EMS Quiz:  Documentation and SOAP

Name: Student ID: Date:

When using the SOAP format your subjective section is what you are told. IE previous medical history, current medication and allergies and chief complaint. The objective section is what you see, hear, or feel.  Initial impression of patient, physical exam findings, and description of scene.  Assessment section lists what you treated for.  What was wrong for example possible broken leg.  What protocol was used.  This tells the reader of your report what you are treating.  Plan is what you did.  This should be in chronological order of the event of the call.  Tell the story of what you did and what changes took place.  It is your narrative of the call.

Place the following letters in the boxes:

"S" for Subjective/Said (was it told to you)

"O" for Objective/Observed (did you see it)

"A" for Assessment/Your Diagnosis

"P" Plan/Procedures Preformed. what you did)

1. Patient was pale.

2. Medic 503 cleared the ED and returned to service. (Assume you are M503)

3. The patient's CC was "My chest feels tight."

4. Patient stated that his chest began to hurt 3 days ago.

5. Possible fractured leg.

6. No fluid noted from the nose, mouth or ears.

7. Patient was alert and orientated X 4.

8. Arrived on location, made contact with Engine 501.

9. Patient stated that he was diagnosed with coronary artery disease last year.

10. MI protocol followed for anginal episode.

11. Normal saline was delivered via macro drip set, 18g IV angio cath, right hand, with no signs of infiltration at a TKO rate.
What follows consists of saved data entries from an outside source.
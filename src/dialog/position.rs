//! Dialog anchoring inside the backdrop
//!
//! The backdrop is a flex container; a position maps to the pair of flex
//! alignments that puts the dialog at one of nine anchor points.

use super::types::ConfigError;
use serde::{Deserialize, Serialize};
use std::str::FromStr;

/// Flexbox alignment value
#[derive(Debug, Clone, Copy, PartialEq, Eq, Hash)]
pub enum FlexAlign {
    FlexStart,
    Center,
    FlexEnd,
}

impl FlexAlign {
    pub fn as_css(self) -> &'static str {
        match self {
            Self::FlexStart => "flex-start",
            Self::Center => "center",
            Self::FlexEnd => "flex-end",
        }
    }
}

/// Resolved alignment: `horizontal` feeds `justify-content`, `vertical`
/// feeds `align-items`
#[derive(Debug, Clone, Copy, PartialEq, Eq, Hash)]
pub struct Alignment {
    pub horizontal: FlexAlign,
    pub vertical: FlexAlign,
}

/// Named anchor point for the dialog
#[derive(Debug, Clone, Copy, PartialEq, Eq, Hash, Default, Serialize, Deserialize)]
#[serde(try_from = "String", into = "String")]
pub enum Position {
    #[default]
    Center,
    Top,
    TopRight,
    Right,
    BottomRight,
    Bottom,
    BottomLeft,
    Left,
    TopLeft,
}

impl Position {
    pub const ALL: [Position; 9] = [
        Position::Center,
        Position::Top,
        Position::TopRight,
        Position::Right,
        Position::BottomRight,
        Position::Bottom,
        Position::BottomLeft,
        Position::Left,
        Position::TopLeft,
    ];

    pub fn as_str(self) -> &'static str {
        match self {
            Self::Center => "center",
            Self::Top => "top",
            Self::TopRight => "top-right",
            Self::Right => "right",
            Self::BottomRight => "bottom-right",
            Self::Bottom => "bottom",
            Self::BottomLeft => "bottom-left",
            Self::Left => "left",
            Self::TopLeft => "top-left",
        }
    }

    /// Flex alignment pair for this anchor
    pub fn alignment(self) -> Alignment {
        use FlexAlign::*;

        let (horizontal, vertical) = match self {
            Self::Center => (Center, Center),
            Self::Top => (Center, FlexStart),
            Self::TopRight => (FlexEnd, FlexStart),
            Self::Right => (FlexEnd, Center),
            Self::BottomRight => (FlexEnd, FlexEnd),
            Self::Bottom => (Center, FlexEnd),
            Self::BottomLeft => (FlexStart, FlexEnd),
            Self::Left => (FlexStart, Center),
            Self::TopLeft => (FlexStart, FlexStart),
        };
        Alignment {
            horizontal,
            vertical,
        }
    }
}

impl FromStr for Position {
    type Err = ConfigError;

    fn from_str(s: &str) -> Result<Self, Self::Err> {
        Self::ALL
            .into_iter()
            .find(|position| position.as_str() == s.trim())
            .ok_or_else(|| ConfigError::UnknownPosition(s.to_string()))
    }
}

impl TryFrom<String> for Position {
    type Error = ConfigError;

    fn try_from(value: String) -> Result<Self, Self::Error> {
        value.parse()
    }
}

impl From<Position> for String {
    fn from(position: Position) -> Self {
        position.as_str().to_string()
    }
}

impl std::fmt::Display for Position {
    fn fmt(&self, f: &mut std::fmt::Formatter<'_>) -> std::fmt::Result {
        f.write_str(self.as_str())
    }
}
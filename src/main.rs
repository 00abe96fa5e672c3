use anyhow::Result;
use clap::Parser;
use tracing::error;
use tracing_subscriber::{layer::SubscriberExt, util::SubscriberInitExt};

mod cli;

use cli::Cli;

#[tokio::main]
async fn main() {
    // Set up panic hook for graceful error recovery
    std::panic::set_hook(Box::new(|panic_info| {
        error!("Application panicked: {}", panic_info);
        std::process::exit(1);
    }));

    // Load environment variables from .env file
    let dotenv = dotenvy::dotenv();

    let cli = Cli::parse();

    // Initialize logging/tracing
    if let Err(e) = init_logging(cli.debug) {
        eprintln!("Failed to initialize logging: {}", e);
        std::process::exit(1);
    }

    if let Err(e) = dotenv {
        // Don't error if .env file doesn't exist, just log it
        tracing::debug!("No .env file found or error loading it: {}", e);
    }

    // Execute CLI command
    if let Err(e) = cli.execute().await {
        error!("Application error: {}", e);
        std::process::exit(1);
    }
}

fn init_logging(debug: bool) -> Result<()> {
    let default_filter = if debug { "modl=debug" } else { "modl=info" };
    let env_filter = tracing_subscriber::EnvFilter::try_from_default_env()
        .unwrap_or_else(|_| default_filter.into());

    tracing_subscriber::registry()
        .with(env_filter)
        .with(tracing_subscriber::fmt::layer().with_writer(std::io::stderr))
        .try_init()
        .map_err(|e| anyhow::anyhow!("Failed to initialize tracing: {}", e))?;

    Ok(())
}
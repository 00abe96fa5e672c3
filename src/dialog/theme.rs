//! Theme palettes for the injected stylesheet
//!
//! A theme name resolves to a [`Palette`] through a [`ThemeTable`]. The table
//! is open for extension; names it does not know fall back to the light
//! palette instead of failing.

use serde::{Deserialize, Serialize};
use std::collections::HashMap;

/// Name of the built-in palette
pub const LIGHT: &str = "light";

/// Colors used by the dialog stylesheet (CSS color values)
#[derive(Debug, Clone, PartialEq, Eq, Hash, Serialize, Deserialize)]
pub struct Palette {
    /// Backdrop behind the dialog
    pub wrapper_background: String,
    pub dialog_background: String,
    pub text: String,
    pub close_button: String,
}

impl Palette {
    /// The light palette
    pub fn light() -> Self {
        Self {
            wrapper_background: "rgba(62, 61, 64, 0.8)".to_string(),
            dialog_background: "#ffffff".to_string(),
            text: "#000000".to_string(),
            close_button: "#000000".to_string(),
        }
    }
}

impl Default for Palette {
    fn default() -> Self {
        Self::light()
    }
}

/// Lookup table from theme names to palettes
#[derive(Debug, Clone)]
pub struct ThemeTable {
    palettes: HashMap<String, Palette>,
    fallback: Palette,
}

impl ThemeTable {
    pub fn new() -> Self {
        let mut palettes = HashMap::new();
        palettes.insert(LIGHT.to_string(), Palette::light());
        Self {
            palettes,
            fallback: Palette::light(),
        }
    }

    /// Add or replace a named palette
    pub fn register(&mut self, name: impl Into<String>, palette: Palette) {
        self.palettes.insert(name.into(), palette);
    }

    /// Palette for `name`, or the fallback palette
    pub fn resolve(&self, name: &str) -> &Palette {
        self.palettes.get(name).unwrap_or(&self.fallback)
    }

    pub fn contains(&self, name: &str) -> bool {
        self.palettes.contains_key(name)
    }

    /// Registered names, sorted
    pub fn names(&self) -> Vec<&str> {
        let mut names: Vec<&str> = self.palettes.keys().map(String::as_str).collect();
        names.sort_unstable();
        names
    }
}

impl Default for ThemeTable {
    fn default() -> Self {
        Self::new()
    }
}
//! Dialog controller
//!
//! The controller is responsible for:
//! - Owning the single active dialog instance
//! - Building its elements on a render surface
//! - Driving the lifecycle (Building -> Opening -> Open -> Closing -> Disposed)
//! - Serializing open requests through the close of the previous dialog
//!
//! It never blocks and never spawns. Deferred work goes to the [`Host`] as a
//! [`Signal`], and the host hands it back through [`DialogController::handle`].

use super::{
    config::DialogConfig,
    styles::{self, StyleInjector, StylesheetInjector},
    theme::ThemeTable,
    types::*,
};
use crate::surface::{ClickAction, ElementId, Host, ManualLoop, RenderSurface};
use std::time::Duration;
use tokio::sync::mpsc;
use tracing::{debug, info, warn};

/// Property whose transition ends the close animation
const FADE_PROPERTY: &str = "opacity";

/// Controller tuning knobs
#[derive(Debug, Clone, PartialEq)]
pub struct ControllerSettings {
    /// Arm a timer that disposes the dialog if the close transition never
    /// reports completion
    pub fallback_timer: bool,
    /// Timer length as a multiple of the animation duration
    pub close_timeout_factor: f64,
    /// Added to the scaled duration
    pub close_timeout_grace: Duration,
}

impl Default for ControllerSettings {
    fn default() -> Self {
        Self {
            fallback_timer: true,
            close_timeout_factor: 2.0,
            close_timeout_grace: Duration::from_millis(100),
        }
    }
}

impl ControllerSettings {
    /// Fallback timer length for a transition of `duration`, saturating at
    /// `Duration::MAX`
    pub fn close_timeout(&self, duration: Duration) -> Duration {
        let scaled = duration.as_secs_f64() * self.close_timeout_factor.max(0.0);
        Duration::try_from_secs_f64(scaled)
            .unwrap_or(Duration::MAX)
            .saturating_add(self.close_timeout_grace)
    }
}

/// The live dialog
pub struct DialogInstance {
    id: InstanceId,
    state: DialogState,
    config: DialogConfig,
    wrapper: ElementId,
    dialog: ElementId,
    close_button: Option<ElementId>,
    content: ElementId,
    anchored: bool,
    on_close: Vec<CloseCallback>,
}

impl DialogInstance {
    pub fn id(&self) -> InstanceId {
        self.id
    }

    pub fn state(&self) -> DialogState {
        self.state
    }

    pub fn config(&self) -> &DialogConfig {
        &self.config
    }

    /// Full-viewport backdrop element
    pub fn wrapper(&self) -> ElementId {
        self.wrapper
    }

    /// Dialog surface element
    pub fn dialog(&self) -> ElementId {
        self.dialog
    }

    pub fn close_button(&self) -> Option<ElementId> {
        self.close_button
    }

    pub fn content(&self) -> ElementId {
        self.content
    }

    /// Whether the anchored (top aligned) presentation was applied
    pub fn is_anchored(&self) -> bool {
        self.anchored
    }
}

impl std::fmt::Debug for DialogInstance {
    fn fmt(&self, f: &mut std::fmt::Formatter<'_>) -> std::fmt::Result {
        f.debug_struct("DialogInstance")
            .field("id", &self.id)
            .field("state", &self.state)
            .field("wrapper", &self.wrapper)
            .field("dialog", &self.dialog)
            .field("close_button", &self.close_button)
            .field("content", &self.content)
            .field("anchored", &self.anchored)
            .field("on_close", &self.on_close.len())
            .finish()
    }
}

/// An open request waiting for the current dialog to go away
#[derive(Debug)]
struct PendingOpen {
    config: DialogConfig,
    markup: String,
}

/// Single-instance dialog state machine
pub struct DialogController<S, H> {
    surface: S,
    host: H,
    injector: Box<dyn StyleInjector>,
    themes: ThemeTable,
    settings: ControllerSettings,
    current: Option<DialogInstance>,
    pending: Option<PendingOpen>,
    next_id: u64,
    event_sender: Option<mpsc::UnboundedSender<DialogEvent>>,
}
//! Shared dialog stylesheet
//!
//! All dialogs share one `<style>` block in the document head. The block
//! only depends on the palette, so re-injecting the same palette is a no-op
//! and a new palette rewrites the existing block instead of stacking a
//! conflicting one on top.

use super::theme::Palette;
use crate::surface::{ElementId, RenderSurface, SurfaceResult};
use tracing::debug;

/// Class on the full-viewport backdrop
pub const WRAPPER_CLASS: &str = "modl-wrapper";
/// Class on the dialog surface
pub const DIALOG_CLASS: &str = "modl";
pub const CLOSE_BUTTON_CLASS: &str = "modl-close";
pub const CONTENT_CLASS: &str = "modl-content";
/// Present while the dialog is presented
pub const OPEN_CLASS: &str = "modl-open";
/// Present when the dialog is taller than the viewport and aligned to the top
pub const ANCHORED_CLASS: &str = "modl-anchored";

/// Writes the dialog stylesheet into a render surface
pub trait StyleInjector: Send {
    /// Make sure a stylesheet for `palette` is present in the document head
    fn ensure(&mut self, surface: &mut dyn RenderSurface, palette: &Palette) -> SurfaceResult<()>;
}

/// Build the stylesheet for a palette
pub fn stylesheet(palette: &Palette) -> String {
    format!(
        r#"
.{wrapper} * {{
  box-sizing: border-box;
}}

.{wrapper} {{
  background-color: {wrapper_background};
  display: flex;
  position: fixed;
  top: 0;
  right: 0;
  bottom: 0;
  left: 0;
  overflow-y: auto;
}}

.{wrapper}.{anchored} {{
  align-items: flex-start;
}}

.{dialog} {{
  background-color: {dialog_background};
  color: {text};
  margin: 1.4em;
  padding: 1.5em;
  position: relative;
  border-radius: 5px;
}}

.{dialog}.{open} {{
  opacity: 1;
}}

.{dialog} * {{
  max-width: 100%;
}}

.{close} {{
  background: none;
  border: 0;
  border-radius: 0;
  box-shadow: none;
  color: {close_color};
  font-family: serif;
  font-size: 1.5em;
  height: 1em;
  line-height: 1;
  padding: 0;
  cursor: pointer;
  position: absolute;
  right: 0;
  top: 0;
  width: 1em;
}}
"#,
        wrapper = WRAPPER_CLASS,
        dialog = DIALOG_CLASS,
        close = CLOSE_BUTTON_CLASS,
        open = OPEN_CLASS,
        anchored = ANCHORED_CLASS,
        wrapper_background = palette.wrapper_background,
        dialog_background = palette.dialog_background,
        text = palette.text,
        close_color = palette.close_button,
    )
}

/// Injector that owns a single `<style>` element
#[derive(Debug, Default)]
pub struct StylesheetInjector {
    node: Option<ElementId>,
    palette: Option<Palette>,
}

impl StylesheetInjector {
    pub fn new() -> Self {
        Self::default()
    }

    /// The `<style>` element, once injected
    pub fn node(&self) -> Option<ElementId> {
        self.node
    }
}

impl StyleInjector for StylesheetInjector {
    fn ensure(&mut self, surface: &mut dyn RenderSurface, palette: &Palette) -> SurfaceResult<()> {
        let node = match self.node {
            Some(node) if surface.is_attached(node) => {
                if self.palette.as_ref() == Some(palette) {
                    return Ok(());
                }
                debug!("Rewriting dialog stylesheet for a new palette");
                node
            }
            _ => {
                debug!("Injecting dialog stylesheet");
                let node = surface.create_element("style");
                let head = surface.head();
                surface.append_child(head, node)?;
                self.node = Some(node);
                node
            }
        };

        surface.set_inner_markup(node, &stylesheet(palette))?;
        self.palette = Some(palette.clone());
        Ok(())
    }
}
//! Deterministic event loop for synchronous driving
//!
//! `ManualLoop` records everything the controller defers and hands it back on
//! request. Time only moves when [`ManualLoop::advance`] is called, and
//! watched transitions only finish when the caller says so, which makes every
//! interleaving reproducible.

use super::{ElementId, Scheduler, TransitionNotifier};
use crate::dialog::types::Signal;
use std::collections::VecDeque;
use std::time::Duration;

#[derive(Debug)]
struct Timer {
    due: Duration,
    seq: u64,
    signal: Signal,
}

#[derive(Debug)]
struct Watch {
    element: ElementId,
    property: String,
    due: Duration,
    signal: Signal,
}

/// Manually pumped scheduler and transition notifier
#[derive(Debug, Default)]
pub struct ManualLoop {
    ready: VecDeque<Signal>,
    timers: Vec<Timer>,
    watches: Vec<Watch>,
    now: Duration,
    seq: u64,
}

impl ManualLoop {
    pub fn new() -> Self {
        Self::default()
    }

    /// Virtual time elapsed since creation
    pub fn now(&self) -> Duration {
        self.now
    }

    /// Pop the next zero-delay signal
    pub fn next_ready(&mut self) -> Option<Signal> {
        self.ready.pop_front()
    }

    pub fn ready_len(&self) -> usize {
        self.ready.len()
    }

    pub fn timer_len(&self) -> usize {
        self.timers.len()
    }

    /// Number of transitions still being watched
    pub fn watch_len(&self) -> usize {
        self.watches.len()
    }

    pub fn is_watching(&self, element: ElementId, property: &str) -> bool {
        self.watches
            .iter()
            .any(|watch| watch.element == element && watch.property == property)
    }

    /// Finish every watched transition now, regardless of its duration
    pub fn finish_transitions(&mut self) -> Vec<Signal> {
        self.watches.drain(..).map(|watch| watch.signal).collect()
    }

    /// Drop watched transitions without ever notifying, as a platform with
    /// animations disabled would
    pub fn suppress_transitions(&mut self) -> usize {
        let count = self.watches.len();
        self.watches.clear();
        count
    }

    /// Move virtual time forward and return what became due, in due order.
    /// Watched transitions whose expected duration has elapsed finish too.
    pub fn advance(&mut self, by: Duration) -> Vec<Signal> {
        self.now = self.now.saturating_add(by);
        let now = self.now;

        let mut due: Vec<(Duration, u64, Signal)> = Vec::new();
        let mut index = 0;
        while index < self.timers.len() {
            if self.timers[index].due <= now {
                let timer = self.timers.remove(index);
                due.push((timer.due, timer.seq, timer.signal));
            } else {
                index += 1;
            }
        }

        let mut index = 0;
        while index < self.watches.len() {
            if self.watches[index].due <= now {
                let watch = self.watches.remove(index);
                due.push((watch.due, 0, watch.signal));
            } else {
                index += 1;
            }
        }

        due.sort_by(|a, b| a.0.cmp(&b.0).then(a.1.cmp(&b.1)));
        due.into_iter().map(|(_, _, signal)| signal).collect()
    }
}

impl Scheduler for ManualLoop {
    fn defer(&mut self, signal: Signal) {
        self.ready.push_back(signal);
    }

    fn defer_after(&mut self, delay: Duration, signal: Signal) {
        self.seq += 1;
        self.timers.push(Timer {
            due: self.now.saturating_add(delay),
            seq: self.seq,
            signal,
        });
    }
}

impl TransitionNotifier for ManualLoop {
    fn watch(&mut self, element: ElementId, property: &str, expected: Duration, signal: Signal) {
        self.watches.push(Watch {
            element,
            property: property.to_string(),
            due: self.now.saturating_add(expected),
            signal,
        });
    }
}

#[cfg(test)]
mod tests {
    use super::*;
    use crate::dialog::types::InstanceId;

    #[test]
    fn test_ready_signals_are_fifo() {
        let mut queue = ManualLoop::new();
        queue.defer(Signal::Flush { instance: InstanceId(1) });
        queue.defer(Signal::Flush { instance: InstanceId(2) });

        assert_eq!(queue.next_ready(), Some(Signal::Flush { instance: InstanceId(1) }));
        assert_eq!(queue.next_ready(), Some(Signal::Flush { instance: InstanceId(2) }));
        assert_eq!(queue.next_ready(), None);
    }

    #[test]
    fn test_advance_releases_due_timers_in_order() {
        let mut queue = ManualLoop::new();
        queue.defer_after(Duration::from_millis(50), Signal::CloseTimeout { instance: InstanceId(2) });
        queue.defer_after(Duration::from_millis(10), Signal::CloseTimeout { instance: InstanceId(1) });

        assert!(queue.advance(Duration::from_millis(5)).is_empty());
        assert_eq!(
            queue.advance(Duration::from_millis(10)),
            vec![Signal::CloseTimeout { instance: InstanceId(1) }]
        );
        assert_eq!(
            queue.advance(Duration::from_millis(100)),
            vec![Signal::CloseTimeout { instance: InstanceId(2) }]
        );
        assert_eq!(queue.timer_len(), 0);
    }

    #[test]
    fn test_watched_transitions_finish_once() {
        let mut queue = ManualLoop::new();
        let signal = Signal::TransitionEnd {
            instance: InstanceId(1),
            element: ElementId(7),
            property: "opacity".to_string(),
        };
        queue.watch(ElementId(7), "opacity", Duration::from_millis(300), signal.clone());

        assert!(queue.is_watching(ElementId(7), "opacity"));
        assert_eq!(queue.finish_transitions(), vec![signal]);
        assert!(queue.finish_transitions().is_empty());
    }

    #[test]
    fn test_transitions_finish_when_time_passes() {
        let mut queue = ManualLoop::new();
        let signal = Signal::TransitionEnd {
            instance: InstanceId(1),
            element: ElementId(7),
            property: "opacity".to_string(),
        };
        queue.watch(ElementId(7), "opacity", Duration::from_millis(300), signal.clone());

        assert!(queue.advance(Duration::from_millis(299)).is_empty());
        assert_eq!(queue.advance(Duration::from_millis(1)), vec![signal]);
    }
}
12. The patient's pulse-ox was 85%.

13. "Dr. Phil told me in a dream that mowing the lawn was a good ideal."

14. Upon patient contact found a 55 year old male laying in the bath tub.

15. The patient was prescribed Nitro to take if he has chest pain.

16. Began ECG monitor and obtained a blood glucose reading.

17. Patient did not voice a complaint.

18. Vitals recorded at 19:20 hours.

19. Attempted first set of vitals and encountered problems with the blood pressure equipment.

20. Nursing home staff told us that the patient had fallen.

21. Distended abdomen with pulsating masses.

22. The staff advised that the X-rays did not indicate any problems.

23. A copy of all supplied nursing home paperwork was left with ED.

24. The patient's airway was patent upon evaluation.

25. The paperwork indicates that the patient has a past medical history of hypertension and Alzheimer's.

26. Patient transported on stretcher.

                                                                                                                                                        

Retype the following sentences (located below the large answer box) into a SOAP report:

You can highlight the sentence's and paste it into the answer box if you choose to.

Hint: Label each sentence with a S, O, A, or P then start to write your report.

S in this box

O in this box

A in this box

P in this box

Place the following in the appropriate box.  Then read the report and see how it sounds.

Upon patient contact found 80 year old female sitting in chair awake and orientated X4. 

Arrived on location entered through main entrance. 

The patients airway was patent with no visible sings of respiratory distress. 

Obtained history from Engine 103 medic as well as nursing home staff. 

The nursing home staff told us that the patient has had abdominal cramping for the last 5 hours. 

M503 cleared the ED and returned back to service. (Assume you are M503)

The nursing home staff called 911 because further evaluation was needed by the ED.

Capillary refill was less than two seconds. 

There was no noticeable change in patient condition throughout care. 

The patient showed to be in a normal sinus rhythm on the ECG machine. 

Transported on stretcher with side rails up and seat belts secured.

A copy of report was left with the patient ED chart. 

Engine 103 was attending to patient upon arrival. 

D-stick taken in right index finger.

Patient's blood sugar was 130. 

A second set of vitals was recorded 10 minutes after the first set. 

M503's primary treatment concern was possible acute abdominal bleed. 

Began oxygen therapy, IV, ECG monitoring. 

Patient complained of nausea and one episode of vomiting. 

Checked blood sugar, and performed physical assessment. 

Possible diverticula's and obstructed bowel protocols considered.

Assessed ABC's and level of consciousness. 

 

   No answers sheet provided.  Work with your classmates.